_What you need to do:_
Repeat the lines of the data that follow, please, starting at the first and stopping after the one with "of tool results.".

(Beginning of Data under study)

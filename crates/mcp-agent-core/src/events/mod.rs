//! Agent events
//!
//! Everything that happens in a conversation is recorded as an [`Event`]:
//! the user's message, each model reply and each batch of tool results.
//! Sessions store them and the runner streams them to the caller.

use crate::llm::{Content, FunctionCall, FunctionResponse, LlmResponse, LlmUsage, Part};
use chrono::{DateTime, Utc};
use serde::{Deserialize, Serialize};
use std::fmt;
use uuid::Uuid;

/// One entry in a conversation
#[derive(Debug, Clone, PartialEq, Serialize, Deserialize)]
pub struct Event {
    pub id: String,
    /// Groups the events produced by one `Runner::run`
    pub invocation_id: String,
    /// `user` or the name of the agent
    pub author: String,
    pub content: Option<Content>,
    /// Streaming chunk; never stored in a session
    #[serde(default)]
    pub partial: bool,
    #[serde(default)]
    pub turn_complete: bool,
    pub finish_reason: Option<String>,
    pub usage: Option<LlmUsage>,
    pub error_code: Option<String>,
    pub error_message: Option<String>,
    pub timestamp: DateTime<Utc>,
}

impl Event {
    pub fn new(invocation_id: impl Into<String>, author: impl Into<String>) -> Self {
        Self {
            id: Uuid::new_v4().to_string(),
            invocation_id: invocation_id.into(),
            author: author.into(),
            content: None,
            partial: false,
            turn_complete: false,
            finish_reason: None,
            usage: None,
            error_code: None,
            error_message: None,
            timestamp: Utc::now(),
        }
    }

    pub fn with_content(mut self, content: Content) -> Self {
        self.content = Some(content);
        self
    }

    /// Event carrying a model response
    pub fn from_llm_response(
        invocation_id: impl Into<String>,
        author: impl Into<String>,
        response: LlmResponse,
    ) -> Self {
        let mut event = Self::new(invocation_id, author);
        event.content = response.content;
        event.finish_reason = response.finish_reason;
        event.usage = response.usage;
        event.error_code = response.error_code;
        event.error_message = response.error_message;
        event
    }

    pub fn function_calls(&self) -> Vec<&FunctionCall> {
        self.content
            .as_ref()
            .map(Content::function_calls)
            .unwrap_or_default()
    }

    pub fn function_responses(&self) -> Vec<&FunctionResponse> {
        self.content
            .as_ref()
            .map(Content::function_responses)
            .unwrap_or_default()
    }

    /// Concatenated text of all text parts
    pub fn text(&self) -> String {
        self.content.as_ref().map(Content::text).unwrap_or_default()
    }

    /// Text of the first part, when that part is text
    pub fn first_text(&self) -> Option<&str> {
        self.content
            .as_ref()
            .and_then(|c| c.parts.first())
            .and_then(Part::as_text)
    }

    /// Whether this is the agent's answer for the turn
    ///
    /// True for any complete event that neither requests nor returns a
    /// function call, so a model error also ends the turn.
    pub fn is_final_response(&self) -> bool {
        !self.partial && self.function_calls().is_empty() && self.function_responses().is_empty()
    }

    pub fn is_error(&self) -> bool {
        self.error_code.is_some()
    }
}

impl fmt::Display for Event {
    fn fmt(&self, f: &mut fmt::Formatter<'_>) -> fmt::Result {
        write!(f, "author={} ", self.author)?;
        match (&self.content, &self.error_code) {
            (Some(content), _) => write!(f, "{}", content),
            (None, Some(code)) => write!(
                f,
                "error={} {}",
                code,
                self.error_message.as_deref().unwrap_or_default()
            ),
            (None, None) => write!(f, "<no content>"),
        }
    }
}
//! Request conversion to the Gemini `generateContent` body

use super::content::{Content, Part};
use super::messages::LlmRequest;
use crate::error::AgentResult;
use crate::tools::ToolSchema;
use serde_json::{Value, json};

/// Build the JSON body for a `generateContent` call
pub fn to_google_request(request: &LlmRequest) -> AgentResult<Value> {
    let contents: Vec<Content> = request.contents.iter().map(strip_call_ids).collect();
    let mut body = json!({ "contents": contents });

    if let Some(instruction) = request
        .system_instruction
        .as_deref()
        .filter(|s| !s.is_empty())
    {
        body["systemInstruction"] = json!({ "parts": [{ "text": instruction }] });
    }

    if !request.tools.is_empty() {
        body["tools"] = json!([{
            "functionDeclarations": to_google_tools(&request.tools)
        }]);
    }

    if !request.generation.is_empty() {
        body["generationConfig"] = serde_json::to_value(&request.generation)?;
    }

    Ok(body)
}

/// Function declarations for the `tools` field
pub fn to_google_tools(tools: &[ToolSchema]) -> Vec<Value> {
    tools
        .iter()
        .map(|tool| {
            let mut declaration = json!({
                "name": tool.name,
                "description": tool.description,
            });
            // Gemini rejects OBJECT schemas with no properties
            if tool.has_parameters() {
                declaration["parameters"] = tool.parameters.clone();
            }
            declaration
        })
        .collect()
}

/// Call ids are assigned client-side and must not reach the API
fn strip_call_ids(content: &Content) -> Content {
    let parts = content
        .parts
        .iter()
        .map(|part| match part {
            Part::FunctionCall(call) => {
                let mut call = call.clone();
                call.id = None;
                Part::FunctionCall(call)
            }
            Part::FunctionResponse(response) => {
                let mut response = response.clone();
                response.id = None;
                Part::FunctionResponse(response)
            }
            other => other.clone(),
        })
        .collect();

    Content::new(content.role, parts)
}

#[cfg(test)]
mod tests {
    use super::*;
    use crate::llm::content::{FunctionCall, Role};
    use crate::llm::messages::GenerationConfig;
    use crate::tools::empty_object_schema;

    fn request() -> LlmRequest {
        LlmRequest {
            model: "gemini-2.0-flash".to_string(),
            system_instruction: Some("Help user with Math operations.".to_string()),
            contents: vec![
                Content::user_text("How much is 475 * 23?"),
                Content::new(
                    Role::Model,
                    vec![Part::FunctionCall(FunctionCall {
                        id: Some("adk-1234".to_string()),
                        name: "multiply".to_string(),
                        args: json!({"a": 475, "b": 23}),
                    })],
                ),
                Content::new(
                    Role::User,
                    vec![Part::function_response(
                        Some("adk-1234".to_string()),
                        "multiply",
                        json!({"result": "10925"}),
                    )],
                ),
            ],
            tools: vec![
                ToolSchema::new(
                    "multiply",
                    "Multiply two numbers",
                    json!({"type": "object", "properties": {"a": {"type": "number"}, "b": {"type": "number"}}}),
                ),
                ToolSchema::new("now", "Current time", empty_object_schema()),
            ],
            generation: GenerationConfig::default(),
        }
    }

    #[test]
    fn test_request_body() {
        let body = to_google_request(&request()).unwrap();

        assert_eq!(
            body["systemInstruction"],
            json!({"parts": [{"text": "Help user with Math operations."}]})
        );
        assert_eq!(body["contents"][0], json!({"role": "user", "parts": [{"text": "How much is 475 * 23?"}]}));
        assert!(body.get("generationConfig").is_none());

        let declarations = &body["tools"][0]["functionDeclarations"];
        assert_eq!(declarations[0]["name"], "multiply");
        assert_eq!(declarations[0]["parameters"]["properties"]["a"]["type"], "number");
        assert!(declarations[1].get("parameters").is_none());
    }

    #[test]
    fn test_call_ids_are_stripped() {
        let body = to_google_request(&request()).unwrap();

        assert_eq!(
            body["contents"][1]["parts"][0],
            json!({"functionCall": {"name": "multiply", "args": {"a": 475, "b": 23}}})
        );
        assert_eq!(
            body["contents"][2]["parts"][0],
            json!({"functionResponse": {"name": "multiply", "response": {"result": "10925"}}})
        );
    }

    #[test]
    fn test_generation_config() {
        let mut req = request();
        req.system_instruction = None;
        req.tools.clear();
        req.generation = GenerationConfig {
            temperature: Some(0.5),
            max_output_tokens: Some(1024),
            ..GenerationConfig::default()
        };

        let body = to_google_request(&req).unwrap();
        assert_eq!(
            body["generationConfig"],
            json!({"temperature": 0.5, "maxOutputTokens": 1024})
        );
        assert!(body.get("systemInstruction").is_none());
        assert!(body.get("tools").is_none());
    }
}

(End of Data under study)

_Problem solution:_
filename crates/mcp-agent-core/src/events/mod.rs
//! Agent events
//!
//! Everything that happens in a conversation is recorded as an [`Event`]:
//! the user's message, each model reply and each batch of tool results.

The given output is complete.